== Your task ==
The records shown below are to be repeated exactly and completely.

== Records to use ==
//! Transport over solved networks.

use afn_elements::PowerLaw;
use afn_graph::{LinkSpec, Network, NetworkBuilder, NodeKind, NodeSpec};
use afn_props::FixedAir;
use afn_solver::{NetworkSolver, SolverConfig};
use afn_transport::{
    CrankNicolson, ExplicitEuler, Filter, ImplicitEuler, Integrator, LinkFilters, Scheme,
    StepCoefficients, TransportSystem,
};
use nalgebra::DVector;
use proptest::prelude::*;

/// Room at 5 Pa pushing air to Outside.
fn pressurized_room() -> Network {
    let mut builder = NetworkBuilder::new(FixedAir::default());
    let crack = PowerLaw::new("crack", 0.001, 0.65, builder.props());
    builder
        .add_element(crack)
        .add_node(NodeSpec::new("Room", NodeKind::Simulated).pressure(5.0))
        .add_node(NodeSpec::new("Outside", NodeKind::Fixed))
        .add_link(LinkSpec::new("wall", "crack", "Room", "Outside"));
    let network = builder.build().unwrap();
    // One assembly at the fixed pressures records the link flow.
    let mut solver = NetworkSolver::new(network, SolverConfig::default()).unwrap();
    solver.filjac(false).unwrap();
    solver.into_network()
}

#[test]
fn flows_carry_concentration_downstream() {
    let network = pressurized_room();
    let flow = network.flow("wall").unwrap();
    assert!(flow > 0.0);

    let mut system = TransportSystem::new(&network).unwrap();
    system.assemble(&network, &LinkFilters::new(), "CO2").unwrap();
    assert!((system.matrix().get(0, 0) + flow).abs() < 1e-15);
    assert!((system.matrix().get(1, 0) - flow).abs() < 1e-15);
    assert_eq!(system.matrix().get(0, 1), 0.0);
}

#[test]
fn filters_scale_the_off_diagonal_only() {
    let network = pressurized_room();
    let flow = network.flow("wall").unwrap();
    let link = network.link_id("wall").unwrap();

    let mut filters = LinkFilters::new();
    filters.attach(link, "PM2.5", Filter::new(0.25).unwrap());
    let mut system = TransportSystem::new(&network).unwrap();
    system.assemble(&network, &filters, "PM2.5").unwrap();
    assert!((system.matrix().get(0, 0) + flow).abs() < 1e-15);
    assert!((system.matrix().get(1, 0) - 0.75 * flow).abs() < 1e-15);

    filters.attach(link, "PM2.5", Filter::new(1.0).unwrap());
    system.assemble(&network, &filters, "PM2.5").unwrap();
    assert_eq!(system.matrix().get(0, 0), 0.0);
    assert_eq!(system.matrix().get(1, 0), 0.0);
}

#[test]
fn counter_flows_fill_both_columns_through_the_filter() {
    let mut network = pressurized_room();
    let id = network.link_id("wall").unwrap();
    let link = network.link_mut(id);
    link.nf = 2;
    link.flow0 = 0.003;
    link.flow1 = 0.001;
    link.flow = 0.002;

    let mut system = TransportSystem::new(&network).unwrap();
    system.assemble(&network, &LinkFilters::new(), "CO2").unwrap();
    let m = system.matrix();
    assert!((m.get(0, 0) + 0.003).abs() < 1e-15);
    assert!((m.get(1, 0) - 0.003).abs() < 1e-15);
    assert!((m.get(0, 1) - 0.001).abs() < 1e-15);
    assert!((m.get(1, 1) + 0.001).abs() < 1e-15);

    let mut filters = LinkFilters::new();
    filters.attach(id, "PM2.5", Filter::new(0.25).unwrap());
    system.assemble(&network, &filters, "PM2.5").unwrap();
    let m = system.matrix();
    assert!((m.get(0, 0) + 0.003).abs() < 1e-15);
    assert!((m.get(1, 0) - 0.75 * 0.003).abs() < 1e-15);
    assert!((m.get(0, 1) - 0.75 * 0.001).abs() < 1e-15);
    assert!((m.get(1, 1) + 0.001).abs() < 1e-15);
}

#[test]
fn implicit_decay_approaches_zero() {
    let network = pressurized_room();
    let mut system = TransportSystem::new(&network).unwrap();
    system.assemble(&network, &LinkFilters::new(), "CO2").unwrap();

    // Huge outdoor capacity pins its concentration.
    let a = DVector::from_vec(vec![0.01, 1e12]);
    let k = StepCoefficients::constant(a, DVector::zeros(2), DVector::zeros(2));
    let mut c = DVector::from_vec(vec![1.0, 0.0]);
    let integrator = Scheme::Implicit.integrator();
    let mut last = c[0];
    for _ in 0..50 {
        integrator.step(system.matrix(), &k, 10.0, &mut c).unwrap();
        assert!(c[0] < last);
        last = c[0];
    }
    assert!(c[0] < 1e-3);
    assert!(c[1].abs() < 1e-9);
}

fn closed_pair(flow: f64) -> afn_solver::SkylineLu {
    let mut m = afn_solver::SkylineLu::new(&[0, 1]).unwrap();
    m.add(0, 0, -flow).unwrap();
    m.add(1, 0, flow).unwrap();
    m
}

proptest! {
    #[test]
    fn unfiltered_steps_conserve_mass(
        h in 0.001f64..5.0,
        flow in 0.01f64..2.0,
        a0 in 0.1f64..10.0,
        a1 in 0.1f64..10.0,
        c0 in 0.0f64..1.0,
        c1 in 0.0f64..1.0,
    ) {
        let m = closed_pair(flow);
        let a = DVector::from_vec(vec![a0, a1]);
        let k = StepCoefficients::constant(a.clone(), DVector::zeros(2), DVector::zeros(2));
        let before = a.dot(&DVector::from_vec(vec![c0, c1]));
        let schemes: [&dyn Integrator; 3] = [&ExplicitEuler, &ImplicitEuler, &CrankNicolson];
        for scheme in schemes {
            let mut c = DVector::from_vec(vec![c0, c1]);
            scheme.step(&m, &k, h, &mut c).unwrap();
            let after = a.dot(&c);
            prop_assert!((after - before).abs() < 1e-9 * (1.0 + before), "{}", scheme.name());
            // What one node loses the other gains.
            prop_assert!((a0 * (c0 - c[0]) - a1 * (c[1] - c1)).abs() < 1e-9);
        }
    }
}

== Expected output ==
//! Transport over solved networks.

use afn_elements::PowerLaw;
use afn_graph::{LinkSpec, Network, NetworkBuilder, NodeKind, NodeSpec};
use afn_props::FixedAir;
use afn_solver::{NetworkSolver, SolverConfig};
use afn_transport::{
    CrankNicolson, ExplicitEuler, Filter, ImplicitEuler, Integrator, LinkFilters, Scheme,
    StepCoefficients, TransportSystem,
};
use nalgebra::DVector;
use proptest::prelude::*;

/// Room at 5 Pa pushing air to Outside.
fn pressurized_room() -> Network {
    let mut builder = NetworkBuilder::new(FixedAir::default());
    let crack = PowerLaw::new("crack", 0.001, 0.65, builder.props());
    builder
        .add_element(crack)
        .add_node(NodeSpec::new("Room", NodeKind::Simulated).pressure(5.0))
        .add_node(NodeSpec::new("Outside", NodeKind::Fixed))
        .add_link(LinkSpec::new("wall", "crack", "Room", "Outside"));
    let network = builder.build().unwrap();
    // One assembly at the fixed pressures records the link flow.
    let mut solver = NetworkSolver::new(network, SolverConfig::default()).unwrap();
    solver.filjac(false).unwrap();
    solver.into_network()
}

#[test]
fn flows_carry_concentration_downstream() {
    let network = pressurized_room();
    let flow = network.flow("wall").unwrap();
    assert!(flow > 0.0);

    let mut system = TransportSystem::new(&network).unwrap();
    system.assemble(&network, &LinkFilters::new(), "CO2").unwrap();
    assert!((system.matrix().get(0, 0) + flow).abs() < 1e-15);
    assert!((system.matrix().get(1, 0) - flow).abs() < 1e-15);
    assert_eq!(system.matrix().get(0, 1), 0.0);
}

#[test]
fn filters_scale_the_off_diagonal_only() {
    let network = pressurized_room();
    let flow = network.flow("wall").unwrap();
    let link = network.link_id("wall").unwrap();

    let mut filters = LinkFilters::new();
    filters.attach(link, "PM2.5", Filter::new(0.25).unwrap());
    let mut system = TransportSystem::new(&network).unwrap();
    system.assemble(&network, &filters, "PM2.5").unwrap();
    assert!((system.matrix().get(0, 0) + flow).abs() < 1e-15);
    assert!((system.matrix().get(1, 0) - 0.75 * flow).abs() < 1e-15);

    filters.attach(link, "PM2.5", Filter::new(1.0).unwrap());
    system.assemble(&network, &filters, "PM2.5").unwrap();
    assert_eq!(system.matrix().get(0, 0), 0.0);
    assert_eq!(system.matrix().get(1, 0), 0.0);
}

#[test]
fn counter_flows_fill_both_columns_through_the_filter() {
    let mut network = pressurized_room();
    let id = network.link_id("wall").unwrap();
    let link = network.link_mut(id);
    link.nf = 2;
    link.flow0 = 0.003;
    link.flow1 = 0.001;
    link.flow = 0.002;

    let mut system = TransportSystem::new(&network).unwrap();
    system.assemble(&network, &LinkFilters::new(), "CO2").unwrap();
    let m = system.matrix();
    assert!((m.get(0, 0) + 0.003).abs() < 1e-15);
    assert!((m.get(1, 0) - 0.003).abs() < 1e-15);
    assert!((m.get(0, 1) - 0.001).abs() < 1e-15);
    assert!((m.get(1, 1) + 0.001).abs() < 1e-15);

    let mut filters = LinkFilters::new();
    filters.attach(id, "PM2.5", Filter::new(0.25).unwrap());
    system.assemble(&network, &filters, "PM2.5").unwrap();
    let m = system.matrix();
    assert!((m.get(0, 0) + 0.003).abs() < 1e-15);
    assert!((m.get(1, 0) - 0.75 * 0.003).abs() < 1e-15);
    assert!((m.get(0, 1) - 0.75 * 0.001).abs() < 1e-15);
    assert!((m.get(1, 1) + 0.001).abs() < 1e-15);
}

#[test]
fn implicit_decay_approaches_zero() {
    let network = pressurized_room();
    let mut system = TransportSystem::new(&network).unwrap();
    system.assemble(&network, &LinkFilters::new(), "CO2").unwrap();

    // Huge outdoor capacity pins its concentration.
    let a = DVector::from_vec(vec![0.01, 1e12]);
    let k = StepCoefficients::constant(a, DVector::zeros(2), DVector::zeros(2));
    let mut c = DVector::from_vec(vec![1.0, 0.0]);
    let integrator = Scheme::Implicit.integrator();
    let mut last = c[0];
    for _ in 0..50 {
        integrator.step(system.matrix(), &k, 10.0, &mut c).unwrap();
        assert!(c[0] < last);
        last = c[0];
    }
    assert!(c[0] < 1e-3);
    assert!(c[1].abs() < 1e-9);
}

fn closed_pair(flow: f64) -> afn_solver::SkylineLu {
    let mut m = afn_solver::SkylineLu::new(&[0, 1]).unwrap();
    m.add(0, 0, -flow).unwrap();
    m.add(1, 0, flow).unwrap();
    m
}

proptest! {
    #[test]
    fn unfiltered_steps_conserve_mass(
        h in 0.001f64..5.0,
        flow in 0.01f64..2.0,
        a0 in 0.1f64..10.0,
        a1 in 0.1f64..10.0,
        c0 in 0.0f64..1.0,
        c1 in 0.0f64..1.0,
    ) {
        let m = closed_pair(flow);
        let a = DVector::from_vec(vec![a0, a1]);
        let k = StepCoefficients::constant(a.clone(), DVector::zeros(2), DVector::zeros(2));
        let before = a.dot(&DVector::from_vec(vec![c0, c1]));
        let schemes: [&dyn Integrator; 3] = [&ExplicitEuler, &ImplicitEuler, &CrankNicolson];
        for scheme in schemes {
            let mut c = DVector::from_vec(vec![c0, c1]);
            scheme.step(&m, &k, h, &mut c).unwrap();
            let after = a.dot(&c);
            prop_assert!((after - before).abs() < 1e-9 * (1.0 + before), "{}", scheme.name());
            // What one node loses the other gains.
            prop_assert!((a0 * (c0 - c[0]) - a1 * (c[1] - c1)).abs() < 1e-9);
        }
    }
}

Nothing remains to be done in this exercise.